MIchael Dorf has a remarkable post entitled "The Stakes of the Originalism/Textualism Debate." Although there are many things in the post that I would say differently and some things with which I would disagree, Dorf's thoughts are illuminating and generally charitable to those with whom he disagrees. I may have some additional things to say about the post in the next few days, but at this point I want to highlight this paragraph:
As Smith and Segall and others have argued, if a judge believes that the original meaning of a constitutional term is best understood at a high level of generality, then the constraint principle does little constraining. "Equal protection" is a good example. Most of the framers and ratifiers almost certainly thought that most forms of de jure sex discrimination were consistent with equal protection of the laws, but, as nearly all contemporary originalists would say, the framers' and ratifiers' concrete intentions and expectations do not define the meaning of the term equal protection. To the extent that we care about intentions and expectations as evidence of meaning, we care about semantic intentions and expectations. If, say, as some originalists argue, the original meaning of the Fourteenth Amendment was a prohibition on state laws redolent of caste distinctions, then sex discrimination is presumptively invalid today, because we now recognize, as our nineteenth century forebears did not, that sex-based distinctions generally are caste-like distinctions.

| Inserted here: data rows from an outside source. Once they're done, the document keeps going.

//! Kassal.app product lookup.
//!
//! API: `https://kassal.app/api/v1/products/ean/{ean}`
//! Auth: Bearer token.

use anyhow::{Context, Result};
use async_trait::async_trait;
use reqwest::{Client, StatusCode};
use serde::Deserialize;
use tracing::{debug, warn};

use super::ProductLookup;
use crate::types::{PriceError, ProductInfo, UNKNOWN_PRODUCT_NAME};

pub const KASSAL_BASE_URL: &str = "https://kassal.app/api/v1";

const SERVICE: &str = "kassal";

// ---------------------------------------------------------------------------
// API types
// ---------------------------------------------------------------------------

#[derive(Debug, Deserialize)]
struct EanResponse {
    #[serde(default)]
    data: Option<EanData>,
}

#[derive(Debug, Deserialize)]
struct EanData {
    #[serde(default)]
    products: Vec<KassalProduct>,
}

#[derive(Debug, Deserialize)]
struct KassalProduct {
    #[serde(default)]
    name: Option<String>,
    #[serde(default)]
    brand: Option<String>,
    #[serde(default)]
    vendor: Option<String>,
    #[serde(default)]
    image: Option<String>,
    #[serde(default)]
    category: Option<Vec<KassalCategory>>,
}

#[derive(Debug, Deserialize)]
struct KassalCategory {
    #[serde(default)]
    name: Option<String>,
}

fn present(value: Option<String>) -> Option<String> {
    value.filter(|v| !v.trim().is_empty())
}

impl From<KassalProduct> for ProductInfo {
    fn from(p: KassalProduct) -> Self {
        let category = p
            .category
            .into_iter()
            .flatten()
            .find_map(|c| present(c.name))
            .or_else(|| present(p.vendor));

        ProductInfo {
            name: present(p.name).unwrap_or_else(|| UNKNOWN_PRODUCT_NAME.to_string()),
            brand: present(p.brand),
            category,
            image_url: present(p.image),
        }
    }
}

/// Map a raw EAN response body to product info.
fn parse_response(body: EanResponse) -> ProductInfo {
    body.data
        .and_then(|d| d.products.into_iter().next())
        .map(ProductInfo::from)
        .unwrap_or_else(ProductInfo::unknown)
}

// ---------------------------------------------------------------------------
// Client
// ---------------------------------------------------------------------------

pub struct KassalClient {
    http: Client,
    base_url: String,
    api_key: String,
}

impl KassalClient {
    pub fn new(api_key: String, base_url: Option<String>, timeout_secs: u64) -> Result<Self> {
        let http = Client::builder()
            .timeout(std::time::Duration::from_secs(timeout_secs))
            .build()
            .context("Failed to build Kassal HTTP client")?;

        Ok(Self {
            http,
            base_url: base_url
                .unwrap_or_else(|| KASSAL_BASE_URL.to_string())
                .trim_end_matches('/')
                .to_string(),
            api_key,
        })
    }

    fn ean_url(&self, barcode: &str) -> String {
        format!(
            "{}/products/ean/{}",
            self.base_url,
            urlencoding::encode(barcode)
        )
    }
}

#[async_trait]
impl ProductLookup for KassalClient {
    async fn lookup(&self, barcode: &str) -> Result<ProductInfo, PriceError> {
        if barcode.trim().is_empty() {
            return Err(PriceError::Validation("barcode is required".into()));
        }

        let response = self.http
            .get(self.ean_url(barcode))
            .bearer_auth(&self.api_key)
            .header("Accept", "application/json")
            .send()
            .await
            .map_err(|e| {
                warn!(error = %e, barcode, "Kassal request failed");
                PriceError::upstream(SERVICE, format!("request error: {e}"))
            })?;

        let status = response.status();
        if status == StatusCode::NOT_FOUND {
            debug!(barcode, "Kassal has no product for barcode");
            return Ok(ProductInfo::unknown());
        }
        if !status.is_success() {
            let text = response.text().await.unwrap_or_default();
            warn!(status = %status, barcode, "Kassal API error");
            return Err(PriceError::upstream(SERVICE, format!("HTTP {status}: {text}")));
        }

        let body: EanResponse = response.json().await.map_err(|e| {
            PriceError::upstream(SERVICE, format!("failed to parse response: {e}"))
        })?;

        let info = parse_response(body);
        debug!(barcode, name = %info.name, "Product resolved");
        Ok(info)
    }

    fn name(&self) -> &str {
        "Kassal"
    }
}

// ---------------------------------------------------------------------------
// Tests
// ---------------------------------------------------------------------------
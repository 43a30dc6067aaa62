//! SQLite-backed `PriceStore` using `sqlx`.
//!
//! Prices are stored as decimal TEXT so no precision is lost, and
//! timestamps as fixed-width RFC 3339 UTC strings (microseconds), which
//! sort lexically in chronological order.

use async_trait::async_trait;
use chrono::{DateTime, SecondsFormat, Utc};
use rust_decimal::Decimal;
use sqlx::{sqlite::SqlitePoolOptions, Row, SqlitePool};
use std::str::FromStr;
use tracing::{debug, info, warn};

use super::PriceStore;
use crate::types::{PriceError, PriceObservation};

pub struct SqliteStore {
    pool: SqlitePool,
}

impl SqliteStore {
    /// Connect and make sure the schema exists.
    ///
    /// `db_url` is an sqlx SQLite URL, e.g. `"sqlite:pricewatch.db?mode=rwc"`.
    pub async fn connect(db_url: &str, max_connections: u32) -> Result<Self, PriceError> {
        let pool = SqlitePoolOptions::new()
            .max_connections(max_connections.max(1))
            .connect(db_url)
            .await
            .map_err(|e| PriceError::Storage(format!("SQLite connection error: {e}")))?;

        let store = Self { pool };
        store.migrate().await?;
        info!(url = db_url, "SQLite store ready");
        Ok(store)
    }

    /// A private in-memory database. Pinned to one connection, since every
    /// `:memory:` connection is a separate database.
    pub async fn in_memory() -> Result<Self, PriceError> {
        Self::connect("sqlite::memory:", 1).await
    }

    pub async fn migrate(&self) -> Result<(), PriceError> {
        sqlx::query(
            r#"
            CREATE TABLE IF NOT EXISTS price_submissions (
                id TEXT PRIMARY KEY NOT NULL,
                barcode TEXT NOT NULL,
                product_name TEXT NOT NULL,
                price TEXT NOT NULL,
                currency TEXT NOT NULL,
                store_name TEXT,
                location TEXT,
                submitted_at TEXT NOT NULL
            )
            "#,
        )
        .execute(&self.pool)
        .await?;

        sqlx::query(
            "CREATE INDEX IF NOT EXISTS idx_price_submissions_submitted_at \
             ON price_submissions (submitted_at)",
        )
        .execute(&self.pool)
        .await?;

        Ok(())
    }

    pub fn pool(&self) -> &SqlitePool {
        &self.pool
    }
}

fn encode_ts(ts: DateTime<Utc>) -> String {
    ts.to_rfc3339_opts(SecondsFormat::Micros, true)
}

fn decode_ts(raw: &str) -> Result<DateTime<Utc>, PriceError> {
    DateTime::parse_from_rfc3339(raw)
        .map(|ts| ts.with_timezone(&Utc))
        .map_err(|e| PriceError::Storage(format!("bad submitted_at '{raw}': {e}")))
}

fn decode_row(row: &sqlx::sqlite::SqliteRow) -> Result<PriceObservation, PriceError> {
    let price: String = row.try_get("price")?;
    let submitted_at: String = row.try_get("submitted_at")?;

    Ok(PriceObservation {
        barcode: row.try_get("barcode")?,
        product_name: row.try_get("product_name")?,
        price: Decimal::from_str(&price)
            .map_err(|e| PriceError::Storage(format!("bad price '{price}': {e}")))?,
        currency: row.try_get("currency")?,
        store_name: row.try_get("store_name")?,
        location: row.try_get("location")?,
        submitted_at: decode_ts(&submitted_at)?,
    })
}

fn to_count(n: i64) -> u64 {
    u64::try_from(n).unwrap_or(0)
}

#[async_trait]
impl PriceStore for SqliteStore {
    async fn insert(&self, observation: &PriceObservation) -> Result<String, PriceError> {
        let id = uuid::Uuid::new_v4().to_string();

        sqlx::query(
            r#"
            INSERT INTO price_submissions
                (id, barcode, product_name, price, currency, store_name, location, submitted_at)
            VALUES (?, ?, ?, ?, ?, ?, ?, ?)
            "#,
        )
        .bind(&id)
        .bind(&observation.barcode)
        .bind(&observation.product_name)
        .bind(observation.price.to_string())
        .bind(&observation.currency)
        .bind(&observation.store_name)
        .bind(&observation.location)
        .bind(encode_ts(observation.submitted_at))
        .execute(&self.pool)
        .await?;

        debug!(id = %id, barcode = %observation.barcode, price = %observation.price, "Submission stored");
        Ok(id)
    }

    async fn recent(&self, limit: usize) -> Result<Vec<PriceObservation>, PriceError> {
        let limit = i64::try_from(limit).unwrap_or(i64::MAX);
        let rows = sqlx::query(
            r#"
            SELECT barcode, product_name, price, currency, store_name, location, submitted_at
            FROM price_submissions
            ORDER BY submitted_at DESC, rowid DESC
            LIMIT ?
            "#,
        )
        .bind(limit)
        .fetch_all(&self.pool)
        .await?;

        // Undecodable rows are logged and skipped.
        Ok(rows
            .iter()
            .filter_map(|row| match decode_row(row) {
                Ok(obs) => Some(obs),
                Err(e) => {
                    warn!(error = %e, "Skipping undecodable price row");
                    None
                }
            })
            .collect())
    }

    async fn count_all(&self) -> Result<u64, PriceError> {
        let n: i64 = sqlx::query_scalar("SELECT COUNT(*) FROM price_submissions")
            .fetch_one(&self.pool)
            .await?;
        Ok(to_count(n))
    }

    async fn count_since(&self, since: DateTime<Utc>) -> Result<u64, PriceError> {
        let n: i64 = sqlx::query_scalar(
            "SELECT COUNT(*) FROM price_submissions WHERE submitted_at >= ?",
        )
        .bind(encode_ts(since))
        .fetch_one(&self.pool)
        .await?;
        Ok(to_count(n))
    }

    async fn count_before(&self, cutoff: DateTime<Utc>) -> Result<u64, PriceError> {
        let n: i64 = sqlx::query_scalar(
            "SELECT COUNT(*) FROM price_submissions WHERE submitted_at < ?",
        )
        .bind(encode_ts(cutoff))
        .fetch_one(&self.pool)
        .await?;
        Ok(to_count(n))
    }

    async fn oldest_submission(&self) -> Result<Option<DateTime<Utc>>, PriceError> {
        let oldest: Option<String> =
            sqlx::query_scalar("SELECT MIN(submitted_at) FROM price_submissions")
                .fetch_one(&self.pool)
                .await?;
        oldest.as_deref().map(decode_ts).transpose()
    }

    async fn delete_before(&self, cutoff: DateTime<Utc>) -> Result<u64, PriceError> {
        let result = sqlx::query("DELETE FROM price_submissions WHERE submitted_at < ?")
            .bind(encode_ts(cutoff))
            .execute(&self.pool)
            .await?;
        Ok(result.rows_affected())
    }

    fn name(&self) -> &str {
        "SQLite"
    }
}

// ---------------------------------------------------------------------------
// Tests
// ---------------------------------------------------------------------------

With due respect to Calabresi and Rickert (the "some originalists" in Dorf's post, I am far from sure about this interpretation of the Equal Protection Clause from an originalist perspective. More importantly, public meaning originalism does not have a "levels of generality" problem for reasons that are explored in a post that I put up earlier today:
The Case for Originalism, Part Seven: Underdeterminacy and the Construction Zone
One final point, Dorf frequently refers to "public meaning originalism" as "semantic originalism." I am flattered that he uses the title of an unpublished working paper from several years ago, but I want to be clear that it has never been my position that the communicative content of the constitutional text is determined by semantics alone. Communicative content is a function of both the conventional semantic meaning of the text and the public context of constitutional communication. The context includes both intertextualist considerations (e.g., the meaning of particular clauses may be affected by the other clauses) and the publicly known circumstances in which the original constitution and the amendments were adopted. Context contributes to the full communicative content in two ways. Contextual disambiguation allows us to identify which sense or meaning of an ambiguous constitutional word or phrase is the public meaning, and contextual enrichment adds content via implicature, impliciture, presupposition, and modulation. The full communicative content of the text is "thicker" than the bare semantic meaning.